Firstly, I've decided to stay in spite of Korean fashion. I'm not exaggerating in any way when I say that your average Korean's fashion sense is so utterly derelict that even Russian peasants would point and laugh. I've never seen so many fine looking women so appallingly dressed. I'm not talking about being badly dressed in the sense that they could maybe do to accessorize with greater fluency - I mean they look like they've climbed out of the bins round the back of Primark. Korean clothes look cheap. If you were to judge the economy on the attire of its citizens, you'd assume that Korea was undergoing a Leonard Cohen-strength depression. And Korean clothes look nasty. They're always embellished with some tasteless detail or unnecessary faff which renders them irretrievably beyond acceptable limits of taste - even Welsh taste. And the blokes are no better - the look for men is either Ciro Citterio-at-Netto or 'you-call-THAT-gay?-check-THIS-out'.
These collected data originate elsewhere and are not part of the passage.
//! Live Practice Endpoints
//!
//! Start a timed session for a saved scenario, exchange turns, finish it
//! (persisting the report) or abandon it.

use axum::{
    extract::{Path, State},
    routing::{delete, post},
    Json, Router,
};
use chrono::Utc;
use interview_arena_core::SessionFeedback;
use tracing::debug;

use crate::models::interview::{SessionStarted, StartSessionRequest, TurnResponse, UserTurnRequest};
use crate::models::response::{CommandResponse, Deleted};
use crate::services::practice::PracticeArena;
use crate::state::AppState;
use crate::utils::error::{AppError, AppResult};

/// Longest accepted caller-chosen session id
const MAX_SESSION_ID_LEN: usize = 64;

/// POST /api/practice/sessions
///
/// The session is registered before the opening line is generated, so a
/// DELETE on a caller-chosen `sessionId` stops a slow start.
pub async fn start_session(
    State(state): State<AppState>,
    Json(request): Json<StartSessionRequest>,
) -> AppResult<Json<CommandResponse<SessionStarted>>> {
    let requested_id = request.session_id.as_deref().map(validate_session_id).transpose()?;
    let stored = state
        .db
        .get_mock_interview(&request.mock_id)?
        .ok_or_else(|| AppError::not_found(format!("Mock interview not found: {}", request.mock_id)))?;

    let arena = PracticeArena::new(state.generation_client().await);
    let mut session = arena.begin(
        stored,
        &request.user_email,
        request.time_limit,
        request.language,
        Utc::now(),
    )?;
    if let Some(id) = requested_id {
        session.id = id;
    }
    let session_id = session.id.clone();

    let handle = state.insert_session(session).await?;
    let mut session = handle.session.lock().await;
    if let Err(e) = arena.open(&mut session, Utc::now()).await {
        drop(session);
        if state.remove_session(&session_id).await.is_err() {
            debug!(session_id = %session_id, "Session already removed during start");
        }
        return Err(e);
    }

    let started = SessionStarted {
        session_id: session.id.clone(),
        mock_id: session.mock_id.clone(),
        language: session.language,
        time_limit: session.time_limit,
        started_at: session.started_at.to_rfc3339(),
        opening: session
            .messages
            .first()
            .cloned()
            .ok_or_else(|| AppError::internal("Session started without an opening line"))?,
    };

    Ok(Json(CommandResponse::ok(started)))
}

fn validate_session_id(id: &str) -> AppResult<String> {
    let id = id.trim();
    let valid = !id.is_empty()
        && id.len() <= MAX_SESSION_ID_LEN
        && id.chars().all(|c| c.is_ascii_alphanumeric() || c == '-' || c == '_');
    if !valid {
        return Err(AppError::validation(
            "sessionId must be 1-64 letters, digits, '-' or '_'",
        ));
    }
    Ok(id.to_string())
}

/// POST /api/practice/sessions/:id/messages
pub async fn send_message(
    State(state): State<AppState>,
    Path(session_id): Path<String>,
    Json(request): Json<UserTurnRequest>,
) -> AppResult<Json<CommandResponse<TurnResponse>>> {
    let handle = state.session(&session_id).await?;
    let arena = PracticeArena::new(state.generation_client().await);

    let mut session = handle.session.lock().await;
    let turn = arena.respond(&mut session, &request.content, Utc::now()).await?;
    Ok(Json(CommandResponse::ok(turn)))
}

/// POST /api/practice/sessions/:id/finish
///
/// Replaces any earlier report of the same user for the scenario. The
/// session is dropped only after the report is stored, so a failed write
/// can be retried.
pub async fn finish_session(
    State(state): State<AppState>,
    Path(session_id): Path<String>,
) -> AppResult<Json<CommandResponse<SessionFeedback>>> {
    let handle = state.session(&session_id).await?;
    let arena = PracticeArena::new(state.generation_client().await);

    let session = handle.session.lock().await;
    // Finished or abandoned while this request waited for the lock
    if handle.cancel.is_cancelled() {
        return Err(AppError::not_found(format!(
            "Practice session not found: {}",
            session_id
        )));
    }
    let feedback = arena.finish(&session, Utc::now());
    state.db.replace_feedback(&feedback)?;
    drop(session);

    if state.remove_session(&session_id).await.is_err() {
        debug!(session_id = %session_id, "Session removed while finishing");
    }
    Ok(Json(CommandResponse::ok(feedback)))
}

/// DELETE /api/practice/sessions/:id
pub async fn abandon_session(
    State(state): State<AppState>,
    Path(session_id): Path<String>,
) -> AppResult<Json<CommandResponse<Deleted>>> {
    state.remove_session(&session_id).await?;
    tracing::info!(session_id = %session_id, "Practice session abandoned");
    Ok(Json(CommandResponse::ok(Deleted { deleted: 1 })))
}

/// Build practice routes
pub fn practice_routes() -> Router<AppState> {
    Router::new()
        .route("/api/practice/sessions", post(start_session))
        .route("/api/practice/sessions/:id", delete(abandon_session))
        .route("/api/practice/sessions/:id/messages", post(send_message))
        .route("/api/practice/sessions/:id/finish", post(finish_session))
}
Unfortunately, I've been a little shortsighted in my projections for how many items of clothing I'm going to need for the year, so it's inevitable that I'm going to have to, at some point, join the Korean anti-fashion revolution. I may be rallying you all to hold bring-and-buy sales and sponsored walks at some point over the next few months so that you can invest in clothes to send me and help me avoid this fate. Be ready.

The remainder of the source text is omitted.